▶ Task prompt: Find the lines of the material below that include the string "struct", then copy each one.

▶ Records for this task:
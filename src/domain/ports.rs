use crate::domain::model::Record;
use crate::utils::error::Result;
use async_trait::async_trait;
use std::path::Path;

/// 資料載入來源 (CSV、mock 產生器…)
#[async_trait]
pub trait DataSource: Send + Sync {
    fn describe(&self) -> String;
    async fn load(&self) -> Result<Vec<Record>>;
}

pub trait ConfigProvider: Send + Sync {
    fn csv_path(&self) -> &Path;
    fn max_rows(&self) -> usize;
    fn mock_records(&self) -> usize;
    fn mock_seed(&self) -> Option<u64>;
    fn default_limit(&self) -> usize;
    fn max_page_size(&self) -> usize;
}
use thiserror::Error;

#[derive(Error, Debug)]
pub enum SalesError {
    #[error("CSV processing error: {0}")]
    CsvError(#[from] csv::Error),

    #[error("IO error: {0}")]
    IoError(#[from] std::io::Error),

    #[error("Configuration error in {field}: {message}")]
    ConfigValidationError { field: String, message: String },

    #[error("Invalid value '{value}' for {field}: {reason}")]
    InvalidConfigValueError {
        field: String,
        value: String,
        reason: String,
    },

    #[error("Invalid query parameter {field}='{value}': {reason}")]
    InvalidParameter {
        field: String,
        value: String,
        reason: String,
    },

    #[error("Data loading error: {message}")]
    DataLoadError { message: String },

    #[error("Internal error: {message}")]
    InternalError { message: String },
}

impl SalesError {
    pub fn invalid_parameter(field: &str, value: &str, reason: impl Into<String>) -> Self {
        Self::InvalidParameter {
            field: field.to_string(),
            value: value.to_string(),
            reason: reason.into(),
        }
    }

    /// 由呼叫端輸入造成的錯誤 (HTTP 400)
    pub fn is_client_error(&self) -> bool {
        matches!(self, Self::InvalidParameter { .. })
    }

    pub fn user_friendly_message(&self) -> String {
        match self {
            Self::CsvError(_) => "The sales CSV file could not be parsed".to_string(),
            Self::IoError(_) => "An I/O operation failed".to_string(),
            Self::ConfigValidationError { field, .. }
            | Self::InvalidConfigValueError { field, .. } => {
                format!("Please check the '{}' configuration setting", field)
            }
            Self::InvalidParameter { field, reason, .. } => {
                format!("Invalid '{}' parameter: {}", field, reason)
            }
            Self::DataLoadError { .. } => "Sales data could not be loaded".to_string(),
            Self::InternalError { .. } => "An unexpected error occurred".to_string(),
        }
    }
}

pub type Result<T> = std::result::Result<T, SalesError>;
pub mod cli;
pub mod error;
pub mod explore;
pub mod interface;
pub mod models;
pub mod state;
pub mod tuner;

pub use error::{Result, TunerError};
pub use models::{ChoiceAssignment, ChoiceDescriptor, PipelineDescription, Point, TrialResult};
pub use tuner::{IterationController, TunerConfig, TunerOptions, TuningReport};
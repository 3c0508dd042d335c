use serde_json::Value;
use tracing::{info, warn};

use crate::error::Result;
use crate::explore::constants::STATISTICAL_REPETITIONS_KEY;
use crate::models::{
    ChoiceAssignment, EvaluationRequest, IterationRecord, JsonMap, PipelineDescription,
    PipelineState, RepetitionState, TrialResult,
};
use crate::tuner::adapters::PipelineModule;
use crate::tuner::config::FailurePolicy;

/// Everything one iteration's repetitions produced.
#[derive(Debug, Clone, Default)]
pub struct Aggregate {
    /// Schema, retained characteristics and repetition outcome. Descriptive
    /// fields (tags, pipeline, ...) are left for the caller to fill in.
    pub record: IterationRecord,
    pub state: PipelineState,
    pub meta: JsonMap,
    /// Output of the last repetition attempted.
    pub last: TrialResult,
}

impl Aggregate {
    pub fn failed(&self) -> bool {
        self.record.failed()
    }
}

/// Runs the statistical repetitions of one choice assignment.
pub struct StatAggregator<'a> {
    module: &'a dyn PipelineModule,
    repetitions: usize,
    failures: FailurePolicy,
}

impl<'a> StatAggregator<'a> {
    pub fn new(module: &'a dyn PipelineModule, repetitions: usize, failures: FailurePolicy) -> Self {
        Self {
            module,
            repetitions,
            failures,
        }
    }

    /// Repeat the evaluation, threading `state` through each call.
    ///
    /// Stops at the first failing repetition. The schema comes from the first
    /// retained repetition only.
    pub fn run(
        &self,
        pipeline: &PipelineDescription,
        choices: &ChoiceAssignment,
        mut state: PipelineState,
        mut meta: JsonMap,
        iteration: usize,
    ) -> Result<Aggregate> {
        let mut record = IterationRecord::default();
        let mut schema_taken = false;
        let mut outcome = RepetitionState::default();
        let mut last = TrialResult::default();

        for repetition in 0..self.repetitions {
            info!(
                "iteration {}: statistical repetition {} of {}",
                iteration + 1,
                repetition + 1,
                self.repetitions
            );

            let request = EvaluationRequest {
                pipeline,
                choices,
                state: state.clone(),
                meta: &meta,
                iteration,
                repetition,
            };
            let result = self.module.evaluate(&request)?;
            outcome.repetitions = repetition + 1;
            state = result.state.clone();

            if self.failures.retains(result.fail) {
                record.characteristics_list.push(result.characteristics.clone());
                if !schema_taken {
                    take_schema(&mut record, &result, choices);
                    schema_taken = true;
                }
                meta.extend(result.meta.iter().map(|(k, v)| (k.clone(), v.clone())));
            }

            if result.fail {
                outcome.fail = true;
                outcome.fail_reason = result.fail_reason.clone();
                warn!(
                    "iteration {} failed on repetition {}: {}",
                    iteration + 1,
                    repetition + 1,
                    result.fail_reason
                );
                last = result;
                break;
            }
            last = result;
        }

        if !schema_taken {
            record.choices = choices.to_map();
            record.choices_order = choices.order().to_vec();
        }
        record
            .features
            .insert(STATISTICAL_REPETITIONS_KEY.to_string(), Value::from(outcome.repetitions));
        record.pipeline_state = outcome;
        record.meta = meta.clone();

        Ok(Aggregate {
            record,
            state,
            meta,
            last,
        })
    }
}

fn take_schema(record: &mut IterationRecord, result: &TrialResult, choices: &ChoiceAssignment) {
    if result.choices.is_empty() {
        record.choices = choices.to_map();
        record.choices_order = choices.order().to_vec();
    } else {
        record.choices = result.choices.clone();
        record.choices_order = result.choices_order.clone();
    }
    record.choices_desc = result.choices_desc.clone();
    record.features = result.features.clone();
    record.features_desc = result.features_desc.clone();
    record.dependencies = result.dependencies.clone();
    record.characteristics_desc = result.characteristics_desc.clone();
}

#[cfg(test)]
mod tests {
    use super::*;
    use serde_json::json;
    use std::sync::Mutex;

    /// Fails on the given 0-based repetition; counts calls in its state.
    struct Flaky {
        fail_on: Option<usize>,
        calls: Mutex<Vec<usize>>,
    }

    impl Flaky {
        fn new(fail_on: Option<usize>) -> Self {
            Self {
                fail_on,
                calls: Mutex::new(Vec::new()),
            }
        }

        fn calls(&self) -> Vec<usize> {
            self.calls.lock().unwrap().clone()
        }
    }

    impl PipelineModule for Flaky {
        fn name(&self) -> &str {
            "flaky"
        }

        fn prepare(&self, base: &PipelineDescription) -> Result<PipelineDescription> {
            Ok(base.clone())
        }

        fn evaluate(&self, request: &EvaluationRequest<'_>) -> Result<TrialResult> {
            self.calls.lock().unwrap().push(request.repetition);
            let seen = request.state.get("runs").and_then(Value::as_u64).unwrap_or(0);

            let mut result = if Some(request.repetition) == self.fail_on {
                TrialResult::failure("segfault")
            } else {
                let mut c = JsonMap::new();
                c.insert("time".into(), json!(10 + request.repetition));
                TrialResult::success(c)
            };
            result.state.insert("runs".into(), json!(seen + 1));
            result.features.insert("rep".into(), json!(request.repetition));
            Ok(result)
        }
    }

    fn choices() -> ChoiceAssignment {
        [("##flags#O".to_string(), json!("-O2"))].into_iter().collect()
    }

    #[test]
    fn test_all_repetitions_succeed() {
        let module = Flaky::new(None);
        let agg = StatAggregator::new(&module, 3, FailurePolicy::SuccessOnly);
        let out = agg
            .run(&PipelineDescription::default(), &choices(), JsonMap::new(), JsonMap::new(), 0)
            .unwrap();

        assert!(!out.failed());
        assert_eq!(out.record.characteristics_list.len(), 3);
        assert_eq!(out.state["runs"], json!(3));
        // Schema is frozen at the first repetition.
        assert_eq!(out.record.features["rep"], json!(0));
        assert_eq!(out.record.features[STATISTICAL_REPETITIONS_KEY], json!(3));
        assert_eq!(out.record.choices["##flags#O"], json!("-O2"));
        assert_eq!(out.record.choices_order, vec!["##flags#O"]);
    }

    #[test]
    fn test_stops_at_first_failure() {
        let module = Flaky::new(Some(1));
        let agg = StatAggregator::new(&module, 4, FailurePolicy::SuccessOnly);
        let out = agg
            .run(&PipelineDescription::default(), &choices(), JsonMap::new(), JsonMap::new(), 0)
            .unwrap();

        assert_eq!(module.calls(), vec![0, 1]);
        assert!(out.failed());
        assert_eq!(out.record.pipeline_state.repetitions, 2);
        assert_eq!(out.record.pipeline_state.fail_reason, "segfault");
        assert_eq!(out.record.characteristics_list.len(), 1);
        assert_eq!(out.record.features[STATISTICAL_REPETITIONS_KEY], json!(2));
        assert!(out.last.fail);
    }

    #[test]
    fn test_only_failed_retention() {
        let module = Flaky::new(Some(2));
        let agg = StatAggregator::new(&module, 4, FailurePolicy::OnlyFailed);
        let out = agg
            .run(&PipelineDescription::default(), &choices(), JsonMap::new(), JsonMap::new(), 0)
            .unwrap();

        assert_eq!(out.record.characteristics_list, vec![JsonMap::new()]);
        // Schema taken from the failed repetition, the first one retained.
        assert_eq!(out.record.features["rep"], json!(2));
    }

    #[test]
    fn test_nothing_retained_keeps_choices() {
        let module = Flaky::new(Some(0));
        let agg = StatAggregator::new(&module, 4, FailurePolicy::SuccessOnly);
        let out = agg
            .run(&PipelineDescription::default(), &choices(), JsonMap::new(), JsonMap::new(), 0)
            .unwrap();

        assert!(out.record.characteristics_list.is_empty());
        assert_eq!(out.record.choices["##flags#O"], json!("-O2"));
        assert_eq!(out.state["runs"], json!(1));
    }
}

▶ Result of the exercise:
pub struct Aggregate {
pub struct StatAggregator<'a> {
    struct Flaky {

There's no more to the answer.